Exercise requirements
In the entries below, find every line holding the string "PartialEq" and collect it.

Exercise inputs
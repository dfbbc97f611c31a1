//! Run configuration from TOML (`[run]` section)

use serde::{Deserialize, Serialize};
use std::path::PathBuf;

/// Raw run configuration from TOML
///
/// # Example
///
/// ```toml
/// [run]
/// problems = "data/datasets/problems.json"
/// skip = 3
/// take = 1
/// output_dir = "data/output"
/// sessions = 2
/// strict_persistence = false
/// ```
#[derive(Debug, Clone, PartialEq, Serialize, Deserialize)]
#[serde(default)]
pub struct FileRunConfig {
    /// Problem dataset (JSON array)
    pub problems: PathBuf,
    /// Problems dropped from the front of the dataset
    pub skip: usize,
    /// Maximum number of problems after skipping (all when unset)
    pub take: Option<usize>,
    /// Root for JSONL collections and per-stage artifacts
    pub output_dir: PathBuf,
    /// Maximum concurrently running sessions
    pub sessions: usize,
    /// Fail a unit when its record cannot be persisted
    pub strict_persistence: bool,
}

impl Default for FileRunConfig {
    fn default() -> Self {
        Self {
            problems: PathBuf::from("data/datasets/problems.json"),
            skip: 0,
            take: None,
            output_dir: PathBuf::from("data/output"),
            sessions: 2,
            strict_persistence: false,
        }
    }
}
//! Persistence ports
//!
//! [`DocumentStore`] receives one document per completed unit, keyed by the
//! record id. [`ArtifactSink`] mirrors the same document to a named file
//! artifact. Both are observational: later stages read from in-memory
//! context, never from what was persisted.

use async_trait::async_trait;
use serde_json::Value;
use std::sync::Mutex;
use thiserror::Error;

/// Errors that can occur while persisting
#[derive(Error, Debug, Clone)]
pub enum StoreError {
    #[error("I/O error: {0}")]
    Io(String),

    #[error("Serialization error: {0}")]
    Serialization(String),

    #[error("Store unavailable: {0}")]
    Unavailable(String),
}

#[async_trait]
pub trait DocumentStore: Send + Sync {
    /// Write `document` into `collection`, under `document_id` when given
    async fn write(
        &self,
        collection: &str,
        document: &Value,
        document_id: Option<&str>,
    ) -> Result<(), StoreError>;
}

#[async_trait]
pub trait ArtifactSink: Send + Sync {
    /// Write `document` as `{directory}/{name}.json`
    async fn write_artifact(
        &self,
        directory: &str,
        name: &str,
        document: &Value,
    ) -> Result<(), StoreError>;
}

/// No-op store for when persistence is disabled
pub struct NoDocumentStore;

#[async_trait]
impl DocumentStore for NoDocumentStore {
    async fn write(&self, _: &str, _: &Value, _: Option<&str>) -> Result<(), StoreError> {
        Ok(())
    }
}

/// No-op artifact sink
pub struct NoArtifacts;

#[async_trait]
impl ArtifactSink for NoArtifacts {
    async fn write_artifact(&self, _: &str, _: &str, _: &Value) -> Result<(), StoreError> {
        Ok(())
    }
}

/// A document captured by [`MemoryDocumentStore`]
#[derive(Debug, Clone, PartialEq)]
pub struct StoredDocument {
    pub collection: String,
    pub id: Option<String>,
    pub document: Value,
}

/// In-memory store, mainly for tests and dry runs
#[derive(Default)]
pub struct MemoryDocumentStore {
    documents: Mutex<Vec<StoredDocument>>,
}

impl MemoryDocumentStore {
    pub fn new() -> Self {
        Self::default()
    }

    pub fn documents(&self) -> Vec<StoredDocument> {
        self.documents
            .lock()
            .map(|docs| docs.clone())
            .unwrap_or_default()
    }

    pub fn count(&self, collection: &str) -> usize {
        self.documents()
            .iter()
            .filter(|d| d.collection == collection)
            .count()
    }
}

#[async_trait]
impl DocumentStore for MemoryDocumentStore {
    async fn write(
        &self,
        collection: &str,
        document: &Value,
        document_id: Option<&str>,
    ) -> Result<(), StoreError> {
        let mut docs = self
            .documents
            .lock()
            .map_err(|e| StoreError::Unavailable(e.to_string()))?;
        docs.push(StoredDocument {
            collection: collection.to_string(),
            id: document_id.map(str::to_string),
            document: document.clone(),
        });
        Ok(())
    }
}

Result of this exercise
#[derive(Debug, Clone, PartialEq, Serialize, Deserialize)]
#[derive(Debug, Clone, PartialEq)]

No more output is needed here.